E ancora l’ASviS (Allenza Italiana per lo Sviluppo Sostenibile), attraverso il nuovo Rapporto dal titolo “Politiche per fronteggiare la crisi da COVID-19 e realizzare l’Agenda 2030 per lo sviluppo sostenibile” (realizzato grazie al contributo degli oltre 600 esperti che operano nei suoi gruppi di lavoro), ha valutato l’effetto della crisi sulle diverse dimensioni dello sviluppo sostenibile e propone azioni per stimolare la ripresa in linea con l’Agenda 2030 e il Green Deal. Il suo portavoce ha affermato che: “Una crisi dagli effetti così violenti deve portare a un ripensamento profondo del modello di sviluppo e a un cambiamento di molte politiche rispetto al periodo pre-Covid-19. Servono subito misure orientate a far “rimbalzare avanti” il Paese, scongiurando il semplice ritorno al passato, e a prepararsi ad affrontare shock futuri. Le ingenti risorse impegnate dal Governo e dall’UE vanno orientate ad un cambio di paradigma produttivo, caratterizzato da maggiore sicurezza dei lavoratori, innovazione e capacità di cogliere le opportunità offerte dalla green economy. Nonostante la crisi, gli italiani ritengono sempre più urgente perseguire gli obiettivi di sviluppo sostenibile e chiedono misure di contrasto ai cambiamenti climatici, considerati una minaccia al pari del Covid-19” (Comunicato stampa ASviS).

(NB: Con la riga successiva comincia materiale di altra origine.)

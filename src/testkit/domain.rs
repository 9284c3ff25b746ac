//! Builders for domain values used across tests.
//!
//! The named instruments carry real source-venue rules so expected values
//! can be checked by hand.

use rust_decimal::Decimal;
use rust_decimal_macros::dec;

use crate::domain::instrument::{
    Constraint, LotSizeConstraint, NotionalConstraint, PriceConstraint,
};
use crate::domain::{Instrument, MarketConfig};

pub fn price_filter(min_price: Decimal, max_price: Decimal, tick_size: Decimal) -> Constraint {
    Constraint::Price(PriceConstraint {
        min_price,
        max_price,
        tick_size,
    })
}

pub fn lot_size(min_quantity: Decimal) -> Constraint {
    Constraint::LotSize(LotSizeConstraint { min_quantity })
}

pub fn min_notional(min_notional: Decimal) -> Constraint {
    Constraint::MinNotional(NotionalConstraint { min_notional })
}

pub fn notional(min_notional: Decimal) -> Constraint {
    Constraint::Notional(NotionalConstraint { min_notional })
}

/// BNB/BTC: tick 0.000001, lot 0.001, notional 0.0001.
pub fn bnbbtc() -> Instrument {
    Instrument::new(
        "BNBBTC",
        "BNB",
        "BTC",
        8,
        vec![
            price_filter(dec!(0.00000100), dec!(100000.00000000), dec!(0.00000100)),
            lot_size(dec!(0.00100000)),
            min_notional(dec!(0.00010000)),
        ],
    )
}

/// BTC/USDT: tick 0.01, lot 0.00002, notional 10.
pub fn btcusdt() -> Instrument {
    Instrument::new(
        "BTCUSDT",
        "BTC",
        "USDT",
        8,
        vec![
            price_filter(dec!(0.01000000), dec!(1000000.00000000), dec!(0.01000000)),
            lot_size(dec!(0.00002000)),
            min_notional(dec!(10.00000000)),
        ],
    )
}

/// ETH/USDT: tick 0.01, lot 0.0001, notional 10.
pub fn ethusdt() -> Instrument {
    Instrument::new(
        "ETHUSDT",
        "ETH",
        "USDT",
        8,
        vec![
            price_filter(dec!(0.01000000), dec!(1000000.00000000), dec!(0.01000000)),
            lot_size(dec!(0.00010000)),
            min_notional(dec!(10.00000000)),
        ],
    )
}

/// A target market with explicit trading parameters.
pub fn market(
    base: &str,
    quote: &str,
    min_amount: Decimal,
    amount_precision: i32,
    price_precision: i32,
) -> MarketConfig {
    MarketConfig::new(base, quote)
        .with_price_limits(dec!(0.01), Decimal::ZERO)
        .with_amount(min_amount, amount_precision)
        .with_price_precision(price_precision)
}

Inoltre, in una recente ricerca dell’Università di Oxford è emerso come l’Italia, assieme a Cina, Stati Uniti e Regno Unito, sia tra i Paesi che potrebbe trarre maggiori vantaggi da una transizione globale verso un’economia verde e quindi circolare, e che non può prescindere dal ricorso allo sviluppo e alla diffusione di nuove tecnologie con vantaggi ambientali (Oxford Martin School and the Smith School of Enterprise and the Environment). In particolare, in questo studio è stata introdotta una nuova misura, il Green Complexity Index (GCI), che mostra quali Paesi sono in grado di esportare i prodotti più verdi e complessi. L’Italia, come emerge anche in Figura 1, è tra i Paesi con un GCI più elevato, ovvero tra quelli che tendono anche ad avere un numero di brevetti ambientali più elevati, minori emissioni di CO2 e un ventaglio di politiche ambientali più rigorose.

Figura 1. GCI and ECI comparisons for 2014
(Fonte: Oxford Martin School and the Smith School of Enterprise and the Environment)

Sulla base di queste riflessioni, è chiaro che le sfide di sostenibilità ambientale e di economia circolare per policymaker e imprese sono ancora svariate e piuttosto articolate, ma c’è spazio per accelerare la transizione verso questo nuovo approccio industriale e soprattutto per la gestione di discontinuità di contesto che oggi sono il Coronavirus, ma domani… chissà?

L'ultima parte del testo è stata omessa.